[Opening EXERCISE INPUT section]

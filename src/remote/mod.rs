//! The surface a transport layer consumes from resource models.
//!
//! Models describe themselves through [`Schema`] and [`Resource`]; everything in this module is
//! generic over those traits so a single codec serves every resource type.

mod envelope;
mod errors;
mod schema;
mod url;

use std::fmt;
use std::fmt::{Display, Formatter};

use tracing::error;

pub use envelope::{decode, encode};
pub use errors::RemoteError;
pub use schema::{missing_properties, validate, Property, Schema, TypeHint};
pub use url::{resource_path, ApiStem};

#[derive(Debug, Clone, Copy, Eq, PartialEq, Hash)]
pub enum Method {
    Get,
    Put,
    Post,
    Delete
}

impl Method {
    pub fn as_str(&self) -> &'static str {
        match self {
            Method::Get => "GET",
            Method::Put => "PUT",
            Method::Post => "POST",
            Method::Delete => "DELETE"
        }
    }
}

impl Display for Method {
    fn fmt(&self, formatter: &mut Formatter<'_>) -> fmt::Result {
        formatter.write_str(self.as_str())
    }
}

/// A top-level resource addressable through its own endpoint.
pub trait Resource: Schema {
    /// Endpoint path segment, e.g. `BankTransactions`.
    fn resource_uri() -> &'static str;

    /// Wire root element name, e.g. `BankTransaction`.
    fn root_node_name() -> &'static str;

    /// Name of the property holding the platform-assigned identifier.
    fn guid_property() -> &'static str;

    fn api_stem() -> ApiStem;

    fn supported_methods() -> &'static [Method];

    /// The platform-assigned identifier, once the record exists remotely.
    fn guid(&self) -> Option<&str>;

    fn supports(method: Method) -> bool {
        Self::supported_methods().contains(&method)
    }
}

/// Refuses any verb the resource does not declare, before a request is built.
pub fn ensure_supported<R: Resource>(method: Method) -> Result<(), RemoteError> {
    if R::supports(method) {
        return Ok(())
    }

    error!("Method [{method}] rejected for resource [{}]", R::resource_uri());

    Err(RemoteError::unsupported_method::<R>(method))
}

[Closing EXERCISE INPUT section]

EXERCISE BRIEF:
Down to the final line, the data above must be copied exactly.

SOLUTION:
filename src/remote/mod.rs
//! The surface a transport layer consumes from resource models.
//!
//! Models describe themselves through [`Schema`] and [`Resource`]; everything in this module is
//! generic over those traits so a single codec serves every resource type.

mod envelope;
mod errors;
mod schema;
mod url;

use std::fmt;
use std::fmt::{Display, Formatter};

use tracing::error;

pub use envelope::{decode, encode};
pub use errors::RemoteError;
pub use schema::{missing_properties, validate, Property, Schema, TypeHint};
pub use url::{resource_path, ApiStem};

#[derive(Debug, Clone, Copy, Eq, PartialEq, Hash)]
pub enum Method {
    Get,
    Put,
    Post,
    Delete
}

impl Method {
    pub fn as_str(&self) -> &'static str {
        match self {
            Method::Get => "GET",
            Method::Put => "PUT",
            Method::Post => "POST",
            Method::Delete => "DELETE"
        }
    }
}

impl Display for Method {
    fn fmt(&self, formatter: &mut Formatter<'_>) -> fmt::Result {
        formatter.write_str(self.as_str())
    }
}

/// A top-level resource addressable through its own endpoint.
pub trait Resource: Schema {
    /// Endpoint path segment, e.g. `BankTransactions`.
    fn resource_uri() -> &'static str;

    /// Wire root element name, e.g. `BankTransaction`.
    fn root_node_name() -> &'static str;

    /// Name of the property holding the platform-assigned identifier.
    fn guid_property() -> &'static str;

    fn api_stem() -> ApiStem;

    fn supported_methods() -> &'static [Method];

    /// The platform-assigned identifier, once the record exists remotely.
    fn guid(&self) -> Option<&str>;

    fn supports(method: Method) -> bool {
        Self::supported_methods().contains(&method)
    }
}

/// Refuses any verb the resource does not declare, before a request is built.
pub fn ensure_supported<R: Resource>(method: Method) -> Result<(), RemoteError> {
    if R::supports(method) {
        return Ok(())
    }

    error!("Method [{method}] rejected for resource [{}]", R::resource_uri());

    Err(RemoteError::unsupported_method::<R>(method))
}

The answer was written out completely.